The sheer density of concepts and images alone is enough to make the cavernous Savile Row space thunderous with aesthetic dialogues. And so perhaps it is fitting to return to Genzken’s dialogue with Tillmans. In her statement, it seems Genzken is taking the classic Duchampian notion of the sculptural ready-made as her starting point, but her work, especially given the integration of digital images, plugs into the more contemporary expression of the ready-made, the internet meme.

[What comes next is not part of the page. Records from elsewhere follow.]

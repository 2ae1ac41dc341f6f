//! SQL Execution Module
//!
//! Read-only execution of generated SQL against the row store, plus the
//! bounded repair loop that asks the text-generation backend to patch a
//! failing statement. Execution always runs read-only with a bounded
//! statement timeout; the repair loop's fail-fast-on-timeout
//! classification keys off the canonical error text the executor emits.

mod repair;
mod sqlite;

pub use repair::{RepairLoop, RepairOutcome, is_timeout_error};
pub use sqlite::SqliteExecutor;

use async_trait::async_trait;
use serde::{Deserialize, Serialize};

/// Result of one SQL execution attempt. The repair loop produces a fresh
/// one per attempt and keeps only the error text of prior failures as
/// repair-prompt context.
#[derive(Debug, Clone, Serialize, Deserialize)]
pub struct QueryResult {
    pub success: bool,
    pub rows: Vec<serde_json::Map<String, serde_json::Value>>,
    pub columns: Vec<String>,
    pub row_count: usize,
    #[serde(skip_serializing_if = "Option::is_none")]
    pub error: Option<String>,
}

impl QueryResult {
    pub fn ok(rows: Vec<serde_json::Map<String, serde_json::Value>>, columns: Vec<String>) -> Self {
        let row_count = rows.len();
        Self { success: true, rows, columns, row_count, error: None }
    }

    pub fn failure(error: impl Into<String>) -> Self {
        Self {
            success: false,
            rows: Vec::new(),
            columns: Vec::new(),
            row_count: 0,
            error: Some(error.into()),
        }
    }
}

/// Read-only SQL execution seam.
///
/// Implementations guarantee a read-only transaction with a bounded
/// statement timeout; this core never issues DDL/DML.
#[async_trait]
pub trait SqlExecutor: Send + Sync {
    async fn execute(&self, sql: &str) -> QueryResult;
}

#[cfg(test)]
mod tests;
//! Schema Context Module
//!
//! Dataset profiles (column types, roles, sample values) and the textual
//! schema description spliced into the compiler's prompt. Profiles are
//! normally supplied by the ingestion side; the SQLite-backed profiler
//! here computes them for local datasets.

mod context;
mod models;
mod profiler;

pub use context::{detect_relationships, schema_context};
pub use models::{ColumnProfile, DatasetProfile, Relationship};
pub use profiler::{profile_dataset, profile_datasets};
//! SQLite executor
//!
//! Runs generated SQL against a SQLite pool with `PRAGMA query_only`
//! forced on for the duration of the statement and a tokio-enforced
//! statement timeout. Timeouts surface with the canonical message the
//! repair loop classifies as non-repairable.

use std::time::Duration;

use async_trait::async_trait;
use sqlx::sqlite::SqliteRow;
use sqlx::{Column, Row, SqlitePool, TypeInfo, ValueRef};

use super::{QueryResult, SqlExecutor};

pub struct SqliteExecutor {
    pool: SqlitePool,
    statement_timeout: Duration,
}

impl SqliteExecutor {
    pub fn new(pool: SqlitePool, statement_timeout: Duration) -> Self {
        Self { pool, statement_timeout }
    }
}

#[async_trait]
impl SqlExecutor for SqliteExecutor {
    async fn execute(&self, sql: &str) -> QueryResult {
        let mut conn = match self.pool.acquire().await {
            Ok(conn) => conn,
            Err(e) => return QueryResult::failure(format!("connection error: {e}")),
        };

        if let Err(e) = sqlx::query("PRAGMA query_only = ON").execute(&mut *conn).await {
            return QueryResult::failure(format!("failed to enter read-only mode: {e}"));
        }

        let outcome =
            tokio::time::timeout(self.statement_timeout, sqlx::query(sql).fetch_all(&mut *conn))
                .await;

        // Restore the connection before it returns to the pool; ingestion
        // and profiling share it.
        let _ = sqlx::query("PRAGMA query_only = OFF").execute(&mut *conn).await;

        match outcome {
            Err(_) => QueryResult::failure(format!(
                "statement timed out after {}s",
                self.statement_timeout.as_secs()
            )),
            Ok(Err(e)) => QueryResult::failure(e.to_string()),
            Ok(Ok(rows)) => {
                let columns: Vec<String> = rows
                    .first()
                    .map(|row| row.columns().iter().map(|c| c.name().to_string()).collect())
                    .unwrap_or_default();
                let data = rows.iter().map(row_to_map).collect();
                QueryResult::ok(data, columns)
            },
        }
    }
}

fn row_to_map(row: &SqliteRow) -> serde_json::Map<String, serde_json::Value> {
    let mut map = serde_json::Map::new();
    for (idx, column) in row.columns().iter().enumerate() {
        map.insert(column.name().to_string(), column_value(row, idx));
    }
    map
}

/// Decode one cell into JSON by its SQLite storage class
fn column_value(row: &SqliteRow, idx: usize) -> serde_json::Value {
    let raw = match row.try_get_raw(idx) {
        Ok(raw) => raw,
        Err(_) => return serde_json::Value::Null,
    };
    if raw.is_null() {
        return serde_json::Value::Null;
    }
    match raw.type_info().name() {
        "INTEGER" => row
            .try_get::<i64, _>(idx)
            .map(serde_json::Value::from)
            .unwrap_or(serde_json::Value::Null),
        "REAL" => row
            .try_get::<f64, _>(idx)
            .map(serde_json::Value::from)
            .unwrap_or(serde_json::Value::Null),
        "BLOB" => serde_json::Value::Null,
        _ => row
            .try_get::<String, _>(idx)
            .map(serde_json::Value::from)
            .unwrap_or(serde_json::Value::Null),
    }
}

It’s not only the individual elements of works that could be mistaken for ready-mades in Genzken’s work, it’s the entire structure of presentation, the images all seem so familiar they make you think “surely I’ve seen this before somewhere”. The Nefertiti sculptures in particular called to mind the cover of a book titled, “Introduction to Post-Modernism”, on which a statue, probably of the god Mercury, was pictured wearing a pair of Nikes. Points for mythological consistency to that art designer for not using Reeboks perhaps, but Genzken’s awareness of the ubiquity of these facile art-historical/late capitalism mash-ups elevates her work into the truly special kind of calamity it is: works so familiar you have to drop everything to get out and see them.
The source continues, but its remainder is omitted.